Supplementary Materials
Supporting Figure S1. Gaussian convolution eliminates noise in the signals for smoother representation. Intensity is extracted from a vessel in the original image along the red line with bar representation. Gaussian convolution with three different σ is applied with results shown on the right column. The convolution provides the most accurate smoothing as the σ approaches the real radius of the vessel. Smaller σ tends to suppress larger arteries while larger σ might overestimate the vessel diameter or merge with adjacent vessels.
Supporting Figure S2. Multi-scale MRA map showing the σ-value out of the arterial range (5 mm, 4 mm, 3 mm, 2 mm, 1 mm) that gave optimal vessel enhancement. Areas where σ=5mm are drawn in red. Note that these areas correspond to the large arteries in the CoW. Areas where σ=3mm is optimal, shown in green, map the initial segments of the MCA, and ACA as well as larger pial arteries. σ=1mm in blue was the optimal setting for the smallest pial arteries in the diameter range of 400-1000μm. Black indicate areas where the intensity is zero, therefore no σ value is chosen.

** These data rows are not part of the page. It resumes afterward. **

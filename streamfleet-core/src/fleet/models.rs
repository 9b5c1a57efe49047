use std::fmt;
use std::str::FromStr;

use chrono::{DateTime, Duration, Utc};
use serde::{Deserialize, Serialize};

#[derive(Debug, Clone, Copy, PartialEq, Eq, Hash, Serialize, Deserialize)]
#[serde(rename_all = "SCREAMING_SNAKE_CASE")]
pub enum NodeStatus {
    Pending,
    Active,
    Updating,
    PreparingUpdate,
    Decommissioning,
    Failed,
    Replaced,
    Error,
}

impl NodeStatus {
    pub fn as_str(&self) -> &'static str {
        match self {
            NodeStatus::Pending => "PENDING",
            NodeStatus::Active => "ACTIVE",
            NodeStatus::Updating => "UPDATING",
            NodeStatus::PreparingUpdate => "PREPARING_UPDATE",
            NodeStatus::Decommissioning => "DECOMMISSIONING",
            NodeStatus::Failed => "FAILED",
            NodeStatus::Replaced => "REPLACED",
            NodeStatus::Error => "ERROR",
        }
    }

    /// Nodes in these states are never reused for new placements.
    pub fn is_terminal(&self) -> bool {
        matches!(
            self,
            NodeStatus::Failed | NodeStatus::Replaced | NodeStatus::Decommissioning
        )
    }
}

impl fmt::Display for NodeStatus {
    fn fmt(&self, f: &mut fmt::Formatter<'_>) -> fmt::Result {
        f.write_str(self.as_str())
    }
}

impl FromStr for NodeStatus {
    type Err = String;

    fn from_str(s: &str) -> Result<Self, Self::Err> {
        match s.to_ascii_uppercase().as_str() {
            "PENDING" => Ok(NodeStatus::Pending),
            "ACTIVE" => Ok(NodeStatus::Active),
            "UPDATING" => Ok(NodeStatus::Updating),
            "PREPARING_UPDATE" => Ok(NodeStatus::PreparingUpdate),
            "DECOMMISSIONING" => Ok(NodeStatus::Decommissioning),
            "FAILED" => Ok(NodeStatus::Failed),
            "REPLACED" => Ok(NodeStatus::Replaced),
            "ERROR" => Ok(NodeStatus::Error),
            other => Err(format!("unknown node status: {other}")),
        }
    }
}

/// A worker VPS. `current_streams` is backed by a separate counter in the
/// shared store and filled in by the registry on read.
#[derive(Debug, Clone, Serialize, Deserialize, PartialEq)]
pub struct Node {
    pub id: String,
    pub name: String,
    pub host: String,
    pub ssh_user: String,
    pub ssh_port: u16,
    pub status: NodeStatus,
    pub max_concurrent_streams: u32,
    #[serde(default)]
    pub current_streams: i64,
    pub last_heartbeat_at: Option<DateTime<Utc>>,
    pub agent_version: Option<String>,
    pub error_message: Option<String>,
    pub created_at: DateTime<Utc>,
    pub updated_at: DateTime<Utc>,
}

impl Node {
    pub fn new(id: impl Into<String>, host: impl Into<String>, max_concurrent_streams: u32) -> Self {
        let id = id.into();
        let now = Utc::now();
        Self {
            name: id.clone(),
            id,
            host: host.into(),
            ssh_user: "root".to_string(),
            ssh_port: 22,
            status: NodeStatus::Pending,
            max_concurrent_streams,
            current_streams: 0,
            last_heartbeat_at: None,
            agent_version: None,
            error_message: None,
            created_at: now,
            updated_at: now,
        }
    }

    pub fn spare_capacity(&self) -> i64 {
        self.max_concurrent_streams as i64 - self.current_streams
    }

    pub fn heartbeat_within(&self, now: DateTime<Utc>, window: Duration) -> bool {
        self.last_heartbeat_at
            .map(|at| now - at <= window)
            .unwrap_or(false)
    }

    pub fn ssh_target(&self) -> String {
        format!("{}@{}", self.ssh_user, self.host)
    }
}

/// Live resource readings. Never cached on the node record.
#[derive(Debug, Clone, Copy, PartialEq, Serialize, Deserialize)]
pub struct NodeTelemetry {
    pub cpu_percent: f64,
    pub ram_percent: f64,
    pub disk_percent: f64,
    pub available_disk_gb: f64,
    pub network_mbps: f64,
}

#[derive(Debug, Clone, Copy, PartialEq, Eq, Hash, Serialize, Deserialize)]
#[serde(rename_all = "SCREAMING_SNAKE_CASE")]
pub enum StreamingStrategy {
    /// Stream straight from the source URL; nothing is written to the node's disk.
    UrlStreaming,
    /// Fetch the source to local disk first, then stream the local copy.
    DownloadStreaming,
}

impl StreamingStrategy {
    pub fn as_str(&self) -> &'static str {
        match self {
            StreamingStrategy::UrlStreaming => "URL_STREAMING",
            StreamingStrategy::DownloadStreaming => "DOWNLOAD_STREAMING",
        }
    }
}

impl fmt::Display for StreamingStrategy {
    fn fmt(&self, f: &mut fmt::Formatter<'_>) -> fmt::Result {
        f.write_str(self.as_str())
    }
}

#[derive(Debug, Clone, Copy, PartialEq, Eq, Hash, Serialize, Deserialize)]
#[serde(rename_all = "SCREAMING_SNAKE_CASE")]
pub enum DiskPressure {
    Low,
    Medium,
    High,
    Critical,
}

impl DiskPressure {
    pub fn from_percent(percent: f64) -> Self {
        if percent >= 90.0 {
            DiskPressure::Critical
        } else if percent >= 75.0 {
            DiskPressure::High
        } else if percent >= 50.0 {
            DiskPressure::Medium
        } else {
            DiskPressure::Low
        }
    }
}

#[derive(Debug, Clone, Default, Serialize)]
pub struct FleetSummary {
    pub total_nodes: usize,
    pub by_status: std::collections::BTreeMap<String, usize>,
    pub active_capacity: i64,
    pub active_load: i64,
}
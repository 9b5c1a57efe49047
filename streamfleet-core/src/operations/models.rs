use std::fmt;
use std::str::FromStr;

use chrono::{DateTime, Utc};
use serde::{Deserialize, Serialize};
use serde_json::Value;

#[derive(Debug, Clone, Copy, PartialEq, Eq, Hash, Serialize, Deserialize)]
#[serde(rename_all = "SCREAMING_SNAKE_CASE")]
pub enum OperationKind {
    StartStream,
    StopStream,
    UpdateStream,
    RestartStream,
}

impl OperationKind {
    pub fn as_str(&self) -> &'static str {
        match self {
            OperationKind::StartStream => "START_STREAM",
            OperationKind::StopStream => "STOP_STREAM",
            OperationKind::UpdateStream => "UPDATE_STREAM",
            OperationKind::RestartStream => "RESTART_STREAM",
        }
    }

    /// Stop always outranks start so a queued start cannot starve it.
    pub fn base_priority(&self) -> i64 {
        match self {
            OperationKind::StopStream => 100,
            OperationKind::StartStream => 90,
            OperationKind::RestartStream => 85,
            OperationKind::UpdateStream => 80,
        }
    }

    /// Kinds that may not be queued or processing when `self` is admitted.
    pub fn conflicts_with(&self) -> &'static [OperationKind] {
        match self {
            OperationKind::StartStream | OperationKind::StopStream | OperationKind::UpdateStream => {
                &[OperationKind::StartStream, OperationKind::StopStream]
            }
            OperationKind::RestartStream => &[],
        }
    }
}

impl fmt::Display for OperationKind {
    fn fmt(&self, f: &mut fmt::Formatter<'_>) -> fmt::Result {
        f.write_str(self.as_str())
    }
}

impl FromStr for OperationKind {
    type Err = String;

    fn from_str(s: &str) -> Result<Self, Self::Err> {
        match s.to_ascii_uppercase().replace('-', "_").as_str() {
            "START_STREAM" | "START" => Ok(OperationKind::StartStream),
            "STOP_STREAM" | "STOP" => Ok(OperationKind::StopStream),
            "UPDATE_STREAM" | "UPDATE" => Ok(OperationKind::UpdateStream),
            "RESTART_STREAM" | "RESTART" => Ok(OperationKind::RestartStream),
            other => Err(format!("unknown operation kind: {other}")),
        }
    }
}

#[derive(Debug, Clone, Copy, PartialEq, Eq, Serialize, Deserialize)]
#[serde(rename_all = "SCREAMING_SNAKE_CASE")]
pub enum OperationStatus {
    Queued,
    Processing,
    Completed,
    Failed,
}

#[derive(Debug, Clone, PartialEq, Serialize, Deserialize)]
pub struct Operation {
    pub id: String,
    pub job_id: String,
    pub kind: OperationKind,
    pub priority: i64,
    pub retry_count: u32,
    pub status: OperationStatus,
    #[serde(default)]
    pub payload: Value,
    pub created_at: DateTime<Utc>,
    /// Earliest time a retried operation may be picked up again.
    #[serde(default)]
    pub not_before: Option<DateTime<Utc>>,
    #[serde(default)]
    pub last_error: Option<String>,
    #[serde(default)]
    pub finished_at: Option<DateTime<Utc>>,
}

impl Operation {
    pub fn is_due(&self, now: DateTime<Utc>) -> bool {
        self.not_before.map(|at| at <= now).unwrap_or(true)
    }
}

#[derive(Debug, Clone, Default, Serialize)]
pub struct QueueStatus {
    pub job_id: String,
    pub processing: Option<Operation>,
    /// Highest priority first.
    pub queued: Vec<Operation>,
    /// Most recent first.
    pub history: Vec<Operation>,
}

/// `min(2^retry_count * base, cap)` seconds.
pub fn backoff_delay_seconds(retry_count: u32, base: i64, cap: i64) -> i64 {
    if retry_count >= 32 {
        return cap;
    }
    (1_i64 << retry_count).saturating_mul(base).min(cap)
}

Supporting Table S1. Eigenvalue behaviors due to shapes of the feature. L indicates low value, H indicates high value, + indicates positive value, and – indicates negative value.
Supporting Table S2. This summarizes the number of adjustable parameters for each filter. It is important to note that the eigenvalue ordering differs between methods as indicated in row entitled eigenvalue ordering.